Species of succulent

Kalanchoe manginii, beach bells, is a species of flowering plant in the family Crassulaceae, native to Madagascar.

==Description==
It is an evergreen succulent perennial growing to 30 cm tall and wide, with arching branches of rounded, glossy leaves, and urn-shaped salmon-red flowers in spring. The numerous, slender, woody, prostrate shoots are clustered. The end of the shoots is upright. The non-flowering shoots are covered in downy hairs and have glands, whereas flowering shoots are bare.

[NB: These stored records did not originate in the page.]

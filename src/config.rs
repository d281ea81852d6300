//! Base configuration shared by every client.
//!
//! [`ClientConfig`] carries the local host identity, the master cluster the
//! client registers with, and the RPC and heartbeat tunables. Consumer
//! specific settings live in [`ConsumerConfig`](crate::consumer::ConsumerConfig),
//! which embeds a `ClientConfig`.

use std::fmt;
use std::str::FromStr;

use serde::Serialize;

use crate::constants::*;
use crate::error::{ClientError, ClientResult};
use crate::log::{debug, warn};
use crate::master::MasterInfo;
use crate::util::is_blank;

/// Client configuration.
#[derive(Clone, Debug, PartialEq, Eq, Serialize)]
pub struct ClientConfig {
    #[serde(rename = "localHostIP")]
    local_host: String,
    #[serde(rename = "masterInfo")]
    master_info: MasterInfo,
    #[serde(rename = "rpcTimeoutMs")]
    rpc_timeout_ms: i64,
    #[serde(rename = "heartbeatPeriodMs")]
    heartbeat_period_ms: i64,
    #[serde(rename = "heartbeatPeriodAfterFail")]
    heartbeat_period_after_fail_ms: i64,
    #[serde(rename = "maxRegisterRetryTimes")]
    max_register_retry_times: i32,
    #[serde(rename = "regFailWaitPeriodMs")]
    reg_fail_wait_period_ms: i64,
    #[serde(rename = "maxHeartBeatRetryTimes")]
    max_heartbeat_retry_times: i32,
    #[serde(rename = "tlsEnable")]
    tls_enable: bool,
    #[serde(rename = "enableUserAuthentic")]
    enable_user_authentication: bool,
    #[serde(rename = "usrName")]
    user_name: String,
}

impl ClientConfig {
    /// Creates a configuration from the local host identity and a
    /// comma-separated list of master addresses.
    pub fn new(local_host: &str, master_addr_info: &str) -> ClientResult<ClientConfig> {
        let master_info = MasterInfo::new(master_addr_info).map_err(|e| {
            warn!("Rejected master address list {:?}: {}", master_addr_info, e);
            e
        })?;
        ClientConfig::with_master_info(local_host, master_info)
    }

    /// Creates a configuration from the local host identity and an already
    /// resolved master descriptor.
    pub fn with_master_info(local_host: &str, master_info: MasterInfo) -> ClientResult<ClientConfig> {
        let local_host = validate_local_host(local_host).map_err(|e| {
            warn!("Rejected local host {:?}: {}", local_host, e);
            e
        })?;
        debug!(
            "Created client config for host {} and master {}",
            local_host, master_info
        );
        Ok(ClientConfig {
            local_host: local_host.to_string(),
            master_info,
            rpc_timeout_ms: DEFAULT_RPC_TIMEOUT_MS,
            heartbeat_period_ms: DEFAULT_HEARTBEAT_PERIOD_MS,
            heartbeat_period_after_fail_ms: DEFAULT_HEARTBEAT_PERIOD_AFTER_FAIL_MS,
            max_register_retry_times: DEFAULT_MAX_REGISTER_RETRY_TIMES,
            reg_fail_wait_period_ms: DEFAULT_REG_FAIL_WAIT_PERIOD_MS,
            max_heartbeat_retry_times: DEFAULT_MAX_HEARTBEAT_RETRY_TIMES,
            tls_enable: false,
            enable_user_authentication: false,
            user_name: String::new(),
        })
    }

    pub fn local_host(&self) -> &str {
        &self.local_host
    }

    pub fn master_info(&self) -> &MasterInfo {
        &self.master_info
    }

    pub fn rpc_timeout_ms(&self) -> i64 {
        self.rpc_timeout_ms
    }

    /// Sets the RPC read/write timeout. Values outside
    /// `[MIN_RPC_TIMEOUT_MS, MAX_RPC_TIMEOUT_MS]` are clamped to the nearest
    /// bound.
    pub fn set_rpc_timeout_ms(&mut self, rpc_timeout_ms: i64) -> &mut ClientConfig {
        let clamped = rpc_timeout_ms.clamp(MIN_RPC_TIMEOUT_MS, MAX_RPC_TIMEOUT_MS);
        if clamped != rpc_timeout_ms {
            debug!("rpcTimeoutMs {} clamped to {}", rpc_timeout_ms, clamped);
        }
        self.rpc_timeout_ms = clamped;
        self
    }

    pub fn heartbeat_period_ms(&self) -> i64 {
        self.heartbeat_period_ms
    }

    pub fn set_heartbeat_period_ms(&mut self, heartbeat_period_ms: i64) -> &mut ClientConfig {
        self.heartbeat_period_ms = heartbeat_period_ms;
        self
    }

    pub fn heartbeat_period_after_fail_ms(&self) -> i64 {
        self.heartbeat_period_after_fail_ms
    }

    pub fn set_heartbeat_period_after_fail_ms(&mut self, period_ms: i64) -> &mut ClientConfig {
        self.heartbeat_period_after_fail_ms = period_ms;
        self
    }

    pub fn max_register_retry_times(&self) -> i32 {
        self.max_register_retry_times
    }

    pub fn set_max_register_retry_times(&mut self, times: i32) -> &mut ClientConfig {
        self.max_register_retry_times = times;
        self
    }

    pub fn reg_fail_wait_period_ms(&self) -> i64 {
        self.reg_fail_wait_period_ms
    }

    pub fn set_reg_fail_wait_period_ms(&mut self, period_ms: i64) -> &mut ClientConfig {
        self.reg_fail_wait_period_ms = period_ms;
        self
    }

    pub fn max_heartbeat_retry_times(&self) -> i32 {
        self.max_heartbeat_retry_times
    }

    pub fn set_max_heartbeat_retry_times(&mut self, times: i32) -> &mut ClientConfig {
        self.max_heartbeat_retry_times = times;
        self
    }

    pub fn tls_enable(&self) -> bool {
        self.tls_enable
    }

    pub fn set_tls_enable(&mut self, tls_enable: bool) -> &mut ClientConfig {
        self.tls_enable = tls_enable;
        self
    }

    pub fn enable_user_authentication(&self) -> bool {
        self.enable_user_authentication
    }

    pub fn user_name(&self) -> &str {
        &self.user_name
    }

    /// Enables or disables user authentication. A non-blank user name is
    /// required when enabling.
    pub fn set_user_authentication(
        &mut self,
        enable: bool,
        user_name: &str,
    ) -> ClientResult<&mut ClientConfig> {
        if enable && is_blank(user_name) {
            return Err(ClientError::invalid_argument(
                "usrName is blank while user authentication is enabled",
            ));
        }
        self.enable_user_authentication = enable;
        self.user_name = user_name.trim().to_string();
        Ok(self)
    }

    /// Sets a parameter by its diagnostic name, e.g. `"rpcTimeoutMs"`.
    ///
    /// The value is parsed and passed to the typed setter, so clamping rules
    /// still apply. `localHostIP` and the master address (`masterInfo` or
    /// `masterAddrInfo`) are fixed at construction.
    pub fn set(&mut self, key: &str, value: &str) -> ClientResult<&mut ClientConfig> {
        match key {
            "rpcTimeoutMs" => {
                self.set_rpc_timeout_ms(parse_value(key, value)?);
            }
            "heartbeatPeriodMs" => {
                self.set_heartbeat_period_ms(parse_value(key, value)?);
            }
            "heartbeatPeriodAfterFail" => {
                self.set_heartbeat_period_after_fail_ms(parse_value(key, value)?);
            }
            "maxRegisterRetryTimes" => {
                self.set_max_register_retry_times(parse_value(key, value)?);
            }
            "regFailWaitPeriodMs" => {
                self.set_reg_fail_wait_period_ms(parse_value(key, value)?);
            }
            "maxHeartBeatRetryTimes" => {
                self.set_max_heartbeat_retry_times(parse_value(key, value)?);
            }
            "tlsEnable" => {
                self.set_tls_enable(parse_value(key, value)?);
            }
            "enableUserAuthentic" => {
                let user_name = self.user_name.clone();
                self.set_user_authentication(parse_value(key, value)?, &user_name)
                    .map_err(|e| ClientError::invalid_value(key, value, e))?;
            }
            "usrName" => {
                let enable = self.enable_user_authentication;
                self.set_user_authentication(enable, value)
                    .map_err(|e| ClientError::invalid_value(key, value, e))?;
            }
            "localHostIP" | "masterInfo" | "masterAddrInfo" => {
                return Err(ClientError::invalid_value(
                    key,
                    value,
                    "fixed at construction",
                ));
            }
            _ => return Err(ClientError::UnknownProperty(key.to_string())),
        }
        Ok(self)
    }

    /// Returns the configuration as a JSON object, for diagnostics.
    pub fn to_json_string(&self) -> String {
        self.to_string()
    }
}

impl fmt::Display for ClientConfig {
    fn fmt(&self, f: &mut fmt::Formatter) -> fmt::Result {
        let json = serde_json::to_string(self).map_err(|_| fmt::Error)?;
        f.write_str(&json)
    }
}

fn validate_local_host(local_host: &str) -> ClientResult<&str> {
    if is_blank(local_host) {
        return Err(ClientError::invalid_argument("localHostIP is blank"));
    }
    let local_host = local_host.trim();
    if local_host.contains(char::is_whitespace) {
        return Err(ClientError::invalid_argument(
            "localHostIP must not contain whitespace",
        ));
    }
    Ok(local_host)
}

/// Parses a property value, reporting failures as
/// [`ClientError::InvalidValue`].
pub(crate) fn parse_value<T>(key: &str, value: &str) -> ClientResult<T>
where
    T: FromStr,
    T::Err: fmt::Display,
{
    value
        .trim()
        .parse::<T>()
        .map_err(|e| ClientError::invalid_value(key, value, e))
}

The sessile, very succulent leaves are up to 8 millimeters thick, bare to tiny, downy hairs, green, obovate to oblong circular and 1 to 3 centimeters long and 0.6 to 1.5 centimeters wide. The leaf tip is very blunt, narrowed at the base and does not enclose the stem. The leaf edge is entire or slightly notched in the upper part.

===Inflorescence===
The inflorescence is a loose, few-flowered panicle with brood buds, which appear from late winter to early spring. The hanging flowers sit on 0.7 to 1 centimeter long flower stalks. The green to greenish-red calyx tube is 0.4 to 0.8 millimeters long and ends in egg-shaped, pointed tips that are 6.5 to 9 millimeters long and 2.4 to 3.5 millimeters wide. The corolla is urn-shaped, red-orange to bright red.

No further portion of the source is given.